Marathon goals. I’ve always been a planner and as a runner I prefer long distance. But, there is something uniquely challenging about making goals that will take over a decade to accomplish. There is no way to know the future, and absolutely no way to predict a future as distant as 10 years from now. But, somehow, the uncertainty and hidden challenges that the doctorhood quest presents have not deterred me. I reflected on the prospect of doctorhood during my years of Peace Corps service and, once back in the States, I started jumping through the hoops of medical school applications (I had no science background when I began). The long wait to medical school acceptance has only made me more excited to start my studies. The doctorhood quest isn’t even half over—medical school, residency, and board exams will be the longer leg of the journey. Yet, as I sit on an acceptance letter and wait to hear back from more schools, it’s thrilling that I’ve come this far.
People around me, to me or to others, often comment on how intelligent one must be to get into medical school. I usually remain silent, but smirk inwardly. I believe “smart” comes in many forms and not all are suited to medicine. I’m disinclined to suggest one person is smarter than another because life has shown me that humans have different gifts and society needs all of them to function. But, more specifically, my journey has shown me that medical school admittance has less to do with how smart someone is and more to do with how resilient they are. The doctorhood quest requires you to be gritty and determined. It demands that you jump up and try again each time you fall while tackling the perils of the road.
If resiliency and grit is the secret to pursuing marathon goals without losing hope, how does one get those? Experience and inward reflection are my guesses. We learn by doing and we expand our scope of understanding the more different experiences we have. Nothing proved this more to me than my years in Paraguay. I am not the same person I was when I first stepped off the plane in that hot, humid country. The people there showed me how they found happiness; they defined respect and God and love in ways completely different from any definition I’d ever encountered for those things; and, above all, they exposed me to foods, ways of life, and shared moments I could never have imagined.
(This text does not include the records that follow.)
//! Field validators.
//!
//! Each validator looks at the words read from one slice and either accepts them
//! as a value for its field or returns None. They never fail and hold no state.

use regex::Regex;
use std::sync::LazyLock;

use super::vocab::{canonical_species, is_name_word, is_quirk, AGE_UNITS, GENDERLESS, GENDERS};

/// "12.5" in the two-word form "12.5 kg"; any number of fractional digits.
static WEIGHT_VALUE: LazyLock<Regex> =
    LazyLock::new(|| Regex::new(r"^[0-9]+\.[0-9]+$").expect("weight value pattern"));

/// "12.5kg" read as one word; exactly one fractional digit.
static WEIGHT_JOINED: LazyLock<Regex> =
    LazyLock::new(|| Regex::new(r"^([0-9]+\.[0-9])kg$").expect("joined weight pattern"));

/// The three values the gender line can show.
#[derive(Clone, Copy, Debug, PartialEq, Eq, Hash)]
pub enum Gender {
    Male,
    Female,
    Genderless,
}

impl Gender {
    pub fn as_str(&self) -> &'static str {
        match self {
            Gender::Male => "Male",
            Gender::Female => "Female",
            Gender::Genderless => GENDERLESS,
        }
    }

    fn from_word(word: &str) -> Option<Self> {
        match word {
            "Male" => Some(Gender::Male),
            "Female" => Some(Gender::Female),
            w if w == GENDERLESS => Some(Gender::Genderless),
            _ => None,
        }
    }
}

impl std::fmt::Display for Gender {
    fn fmt(&self, f: &mut std::fmt::Formatter<'_>) -> std::fmt::Result {
        f.write_str(self.as_str())
    }
}

/// An age candidate read from one slice.
#[derive(Clone, Copy, Debug, Default, PartialEq, Eq)]
pub struct AgeReading {
    pub years: Option<u32>,
    pub months: Option<u32>,
}

impl AgeReading {
    /// How many distinct units the reading covers (1 or 2).
    pub fn unit_count(&self) -> usize {
        self.years.is_some() as usize + self.months.is_some() as usize
    }
}

/// Drops non-banner words and accepts the rest if they form a known species name.
///
/// Returns the canonical upper-case name.
pub fn validate_name(words: &[String]) -> Option<&'static str> {
    let kept: Vec<&str> = words
        .iter()
        .map(String::as_str)
        .filter(|w| is_name_word(w))
        .collect();
    if kept.is_empty() {
        return None;
    }
    canonical_species(&kept.join(" "))
}

/// Accepts "<n> <unit> [<n> <unit>]" where every unit is year(s) or month(s).
///
/// A repeated unit overwrites the earlier value.
pub fn validate_age(words: &[String]) -> Option<AgeReading> {
    if words.is_empty() || words.len() % 2 != 0 {
        return None;
    }

    let mut reading = AgeReading::default();
    for pair in words.chunks_exact(2) {
        let (number, unit) = (&pair[0], pair[1].as_str());
        if !number.chars().all(|c| c.is_ascii_digit()) || !AGE_UNITS.contains(&unit) {
            return None;
        }
        let value: u32 = number.parse().ok()?;
        if unit.starts_with("year") {
            reading.years = Some(value);
        } else {
            reading.months = Some(value);
        }
    }
    Some(reading)
}

/// Accepts `["<d>.<d+>", "kg"]` or a single `"<d>.<d>kg"` word.
///
/// Whole numbers are rejected; the game always prints one decimal.
pub fn validate_weight(words: &[String]) -> Option<f64> {
    match words {
        [value, unit] if unit.eq_ignore_ascii_case("kg") && WEIGHT_VALUE.is_match(value) => {
            value.parse().ok()
        }
        [joined] => WEIGHT_JOINED
            .captures(joined)
            .and_then(|caps| caps[1].parse().ok()),
        _ => None,
    }
}

/// Keeps only gender words and accepts them if they spell exactly one gender.
pub fn validate_gender(words: &[String]) -> Option<Gender> {
    let joined: String = words
        .iter()
        .filter(|w| GENDERS.contains(&w.as_str()))
        .map(String::as_str)
        .collect();
    Gender::from_word(&joined)
}

/// Accepts the whole slice if it reads as a known quirk phrase.
pub fn validate_note(words: &[String]) -> Option<String> {
    if words.is_empty() {
        return None;
    }
    let joined = words.join(" ");
    is_quirk(&joined).then_some(joined)
}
Experience is the foundation for growth, but to truly grow one must reflect on those experiences. Paraguay, once again, taught me reflection. It is impossible to describe just how lonely and hard it can be to be the only one from your culture in a foreign place unless you’ve experienced it. Your world is turned upside-down and every definition and rule you ever thought was a given is no longer in play. Your default becomes mild confusion and curiosity about the new culture in which you have fallen. Most importantly, you are forced to examine how your culture does things and why. Once you start picking apart your host and native cultures, it’s an easy, logical jump to start evaluating and thinking about different aspects of your personal life—like your interactions, feelings, and activity choices. Once you build in time to reflect on experience you can start to shape your path more purposefully.
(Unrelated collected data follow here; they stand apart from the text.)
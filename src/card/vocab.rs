//! Static vocabularies for the conservation info-card.
//!
//! Everything here is read-only and shared between worker threads.

/// Normalized vertical placement of the info-box for one species.
#[derive(Clone, Copy, Debug, PartialEq)]
pub struct GeometryHint {
    /// Top edge of the info-box as a fraction of screenshot height
    pub top_offset: f64,
    /// Info-box height as a fraction of screenshot height
    pub height: f64,
}

impl GeometryHint {
    const fn new(top_offset: f64, height: f64) -> Self {
        Self { top_offset, height }
    }
}

/// Wide window used when the species could not be identified.
pub const DEFAULT_GEOMETRY: GeometryHint = GeometryHint::new(0.52, 0.31);

/// Info-box geometry keyed by the exact (upper-case) display name.
///
/// Doubles as the whitelist of full species names.
pub const SPECIES_GEOMETRY: [(&str, GeometryHint); 54] = [
    ("BURROWING CRYPTILEX", GeometryHint::new(0.65, 0.13)),
    ("SEPTIC CRYPTILEX", GeometryHint::new(0.68, 0.13)),
    ("CAUSTIC CRYPTILEX", GeometryHint::new(0.64, 0.14)),
    ("COMMON AVICHAEA", GeometryHint::new(0.67, 0.14)),
    ("SPORULE AVICHAEA", GeometryHint::new(0.57, 0.14)),
    ("VISCID AVICHAEA", GeometryHint::new(0.57, 0.14)),
    ("AMETHYST NEXIFERA", GeometryHint::new(0.64, 0.14)),
    ("SCARLET NEXIFERA", GeometryHint::new(0.65, 0.14)),
    ("VIRIDIAN NEXIFERA", GeometryHint::new(0.65, 0.14)),
    ("VIZIER PREDASITE", GeometryHint::new(0.65, 0.13)),
    ("PHARAOH PREDASITE", GeometryHint::new(0.57, 0.14)),
    ("MEDJAY PREDASITE", GeometryHint::new(0.57, 0.14)),
    ("SLY VULPAPHYLA", GeometryHint::new(0.65, 0.14)),
    ("CRESCENT VULPAPHYLA", GeometryHint::new(0.55, 0.13)),
    ("PANZER VULPAPHYLA", GeometryHint::new(0.57, 0.14)),
    ("UMBER UNDAZOA", GeometryHint::new(0.65, 0.14)),
    ("HOWLER UNDAZOA", GeometryHint::new(0.55, 0.14)),
    ("VAPOROUS UNDAZOA", GeometryHint::new(0.57, 0.14)),
    ("GREEN VELOCIPOD", GeometryHint::new(0.67, 0.12)),
    ("PURPLE VELOCIPOD", GeometryHint::new(0.67, 0.12)),
    ("WHITE VELOCIPOD", GeometryHint::new(0.70, 0.10)),
    ("PLAINS KUAKA", GeometryHint::new(0.67, 0.14)),
    ("ASHEN KUAKA", GeometryHint::new(0.67, 0.14)),
    ("GHOST KUAKA", GeometryHint::new(0.67, 0.14)),
    ("COMMON CONDROC", GeometryHint::new(0.57, 0.14)),
    ("ROGUE CONDROC", GeometryHint::new(0.57, 0.14)),
    ("EMPEROR CONDROC", GeometryHint::new(0.57, 0.14)),
    ("COASTAL MERGOO", GeometryHint::new(0.52, 0.14)),
    ("WOODLAND MERGOO", GeometryHint::new(0.52, 0.14)),
    ("SPLENDID MERGOO", GeometryHint::new(0.52, 0.14)),
    ("OSTIA VASCA KAVAT", GeometryHint::new(0.44, 0.14)),
    ("BAU VASCA KAVAT", GeometryHint::new(0.44, 0.14)),
    ("NEPHIL VASCA KAVAT", GeometryHint::new(0.44, 0.14)),
    ("SUNNY POBBER", GeometryHint::new(0.54, 0.14)),
    ("DELICATE POBBER", GeometryHint::new(0.54, 0.14)),
    ("SUBTERRANEAN POBBER", GeometryHint::new(0.54, 0.14)),
    ("WHITE-BREASTED VIRMINK", GeometryHint::new(0.57, 0.14)),
    ("DUSKY-HEADED VIRMINK", GeometryHint::new(0.57, 0.14)),
    ("RED-CRESTED VIRMINK", GeometryHint::new(0.57, 0.14)),
    ("FLOSSY SAWGAW", GeometryHint::new(0.62, 0.14)),
    ("ALPINE MONITOR SAWGAW", GeometryHint::new(0.62, 0.14)),
    ("FROGMOUTHED SAWGAW", GeometryHint::new(0.62, 0.14)),
    ("SPOTTED BOLAROLA", GeometryHint::new(0.52, 0.31)),
    ("BLACK-BANDED BOLAROLA", GeometryHint::new(0.52, 0.31)),
    ("THORNY BOLAROLA", GeometryHint::new(0.52, 0.31)),
    ("DAPPLED HORRASQUE", GeometryHint::new(0.55, 0.13)),
    ("SWIMMER HORRASQUE", GeometryHint::new(0.55, 0.13)),
    ("HORRASQUE STORMER", GeometryHint::new(0.55, 0.13)),
    ("SENTINEL STOVER", GeometryHint::new(0.62, 0.14)),
    ("FUMING DAX STOVER", GeometryHint::new(0.62, 0.14)),
    ("FIRE-VEINED STOVER", GeometryHint::new(0.62, 0.14)),
    ("BRINDLE KUBRODON", GeometryHint::new(0.57, 0.14)),
    ("VALLIS KUBRODON", GeometryHint::new(0.57, 0.14)),
    ("KUBRODON INCARNADINE", GeometryHint::new(0.57, 0.14)),
];

/// Single words that may appear in a species banner. Anything else read from the
/// banner is OCR noise.
pub const NAME_WORDS: [&str; 74] = [
    "CRYPTILEX", "AVICHAEA", "NEXIFERA", "PREDASITE", "VULPAPHYLA", "VELOCIPOD", "UNDAZOA",
    "KUAKA", "CONDROC", "MERGOO", "VASCA", "KAVAT", "POBBER", "VIRMINK", "SAWGAW", "BOLAROLA",
    "HORRASQUE", "STOVER", "KUBRODON",
    "BURROWING", "SEPTIC", "CAUSTIC",
    "COMMON", "SPORULE", "VISCID",
    "AMETHYST", "SCARLET", "VIRIDIAN",
    "VIZIER", "PHARAOH", "MEDJAY",
    "SLY", "CRESCENT", "PANZER",
    "UMBER", "HOWLER", "VAPOROUS",
    "GREEN", "PURPLE", "WHITE",
    "PLAINS", "ASHEN", "GHOST",
    "ROGUE", "EMPEROR",
    "COASTAL", "WOODLAND", "SPLENDID",
    "OSTIA", "BAU", "NEPHIL",
    "SUNNY", "DELICATE", "SUBTERRANEAN",
    "WHITE-BREASTED", "DUSKY-HEADED", "RED-CRESTED",
    "FLOSSY", "ALPINE", "MONITOR", "FROGMOUTHED",
    "SPOTTED", "BLACK-BANDED", "THORNY",
    "DAPPLED", "SWIMMER", "STORMER",
    "SENTINEL", "FUMING", "DAX", "FIRE-VEINED",
    "BRINDLE", "VALLIS", "INCARNADINE",
];

/// Species whose cards show no gender line.
pub const NO_GENDER_SPECIES: [&str; 6] = [
    "GREEN VELOCIPOD",
    "PURPLE VELOCIPOD",
    "WHITE VELOCIPOD",
    "BURROWING CRYPTILEX",
    "SEPTIC CRYPTILEX",
    "CAUSTIC CRYPTILEX",
];

/// Species whose cards show no quirk line.
pub const NO_QUIRK_SPECIES: [&str; 3] = ["GREEN VELOCIPOD", "PURPLE VELOCIPOD", "WHITE VELOCIPOD"];

pub const GENDERS: [&str; 3] = ["Male", "Female", "Genderless"];

/// Value recorded for species without a gender line.
pub const GENDERLESS: &str = "Genderless";

/// Value recorded for species without a quirk line.
pub const NO_QUIRK: &str = "No Quirk";

pub const AGE_UNITS: [&str; 4] = ["year", "years", "month", "months"];

/// Known quirk phrases, lower case.
pub const QUIRKS: [&str; 105] = [
    "abnormal swelling", "acute hearing", "afraid of heights", "afraid of water", "alert",
    "always hiding", "bad breath", "big eyes", "binge-eater", "bites nails",
    "burrows under blankets", "calm", "can open closets", "chest infection", "chews wires",
    "chirps", "collects flowers", "constipated", "cracked footpads", "cracked tooth",
    "damaged beak", "defensive", "digger", "dirty", "discolored teeth", "double-jointed",
    "dry skin", "dull, waxy feathers", "easily startled", "enlarged genitals",
    "excessive grooming", "fever", "fleas", "freezes when panicked", "fussy eater", "grouchy",
    "healthy and happy", "highly aggressive", "in heat", "intestinal parasites", "irritable",
    "itchy", "joint stiffness", "lesions", "lethargic", "likes being carried",
    "likes open space", "likes people", "lively", "lolling tongue", "loves water", "mange",
    "muscular", "occasional discharge", "odd", "overweight", "physically undeveloped",
    "playful", "pleasant smelling", "poor vision", "prefers confined spaces",
    "prefers high places", "pronounced limp", "protective", "purrs", "recognizes faces",
    "redness", "rheumy eyes", "runs in circles", "scavenges relentlessly",
    "scratches the ground", "shivers inexplicably", "sings", "smelly", "snarls", "sneaky",
    "starving", "strange habits", "territorial", "torn ear", "twitchy", "underweight",
    "whistles", "drools", "keen smell", "binge eater", "preens", "ear infection",
    "loves heights", "undeveloped teeth", "clean", "old injuries", "molting", "shiny feathers",
    "bites claws", "mites", "healthy", "cracked claws", "tremors", "pecks things", "waxy ears",
    "licks things", "cracked teeth", "misaligned beak", "highly active",
];

/// Two-word names where the first word is the species, e.g. "HORRASQUE STORMER".
pub const SPECIES_FIRST: [&str; 2] = ["HORRASQUE", "KUBRODON"];

/// Trailing word marking a two-word species compound ("VASCA KAVAT").
pub const COMPOUND_SPECIES_MARKERS: [&str; 1] = ["KAVAT"];

/// Trailing word that is the species itself in a three-word name ("ALPINE MONITOR SAWGAW").
pub const TRAILING_SPECIES_MARKERS: [&str; 2] = ["STOVER", "SAWGAW"];

/// Info-box geometry for a known species, or the wide default.
pub fn geometry_for(name: Option<&str>) -> GeometryHint {
    name.and_then(|n| {
        SPECIES_GEOMETRY
            .iter()
            .find(|(species, _)| *species == n)
            .map(|(_, hint)| *hint)
    })
    .unwrap_or(DEFAULT_GEOMETRY)
}

/// Case-insensitive lookup in the full species list; returns the canonical name.
pub fn canonical_species(candidate: &str) -> Option<&'static str> {
    SPECIES_GEOMETRY
        .iter()
        .map(|(species, _)| *species)
        .find(|species| species.eq_ignore_ascii_case(candidate))
}

pub fn is_name_word(word: &str) -> bool {
    let upper = word.to_uppercase();
    NAME_WORDS.contains(&upper.as_str())
}

pub fn is_quirk(phrase: &str) -> bool {
    QUIRKS.contains(&phrase.to_lowercase().as_str())
}

pub fn has_no_gender(name: Option<&str>) -> bool {
    name.is_some_and(|n| NO_GENDER_SPECIES.contains(&n))
}

pub fn has_no_quirk(name: Option<&str>) -> bool {
    name.is_some_and(|n| NO_QUIRK_SPECIES.contains(&n))
}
The secret to marathon goals is accepting you can’t know the future, but you can influence the present. The secret is celebrating small victories, making educated guesses about the best course of action today, and seeking out the people, places, and experiences that rejuvenate you when your hope falters. We do not achieve marathon goals alone (it takes many helpers) but it is only from within ourselves that we find the strength to withstand what’s hidden behind each bend in the road.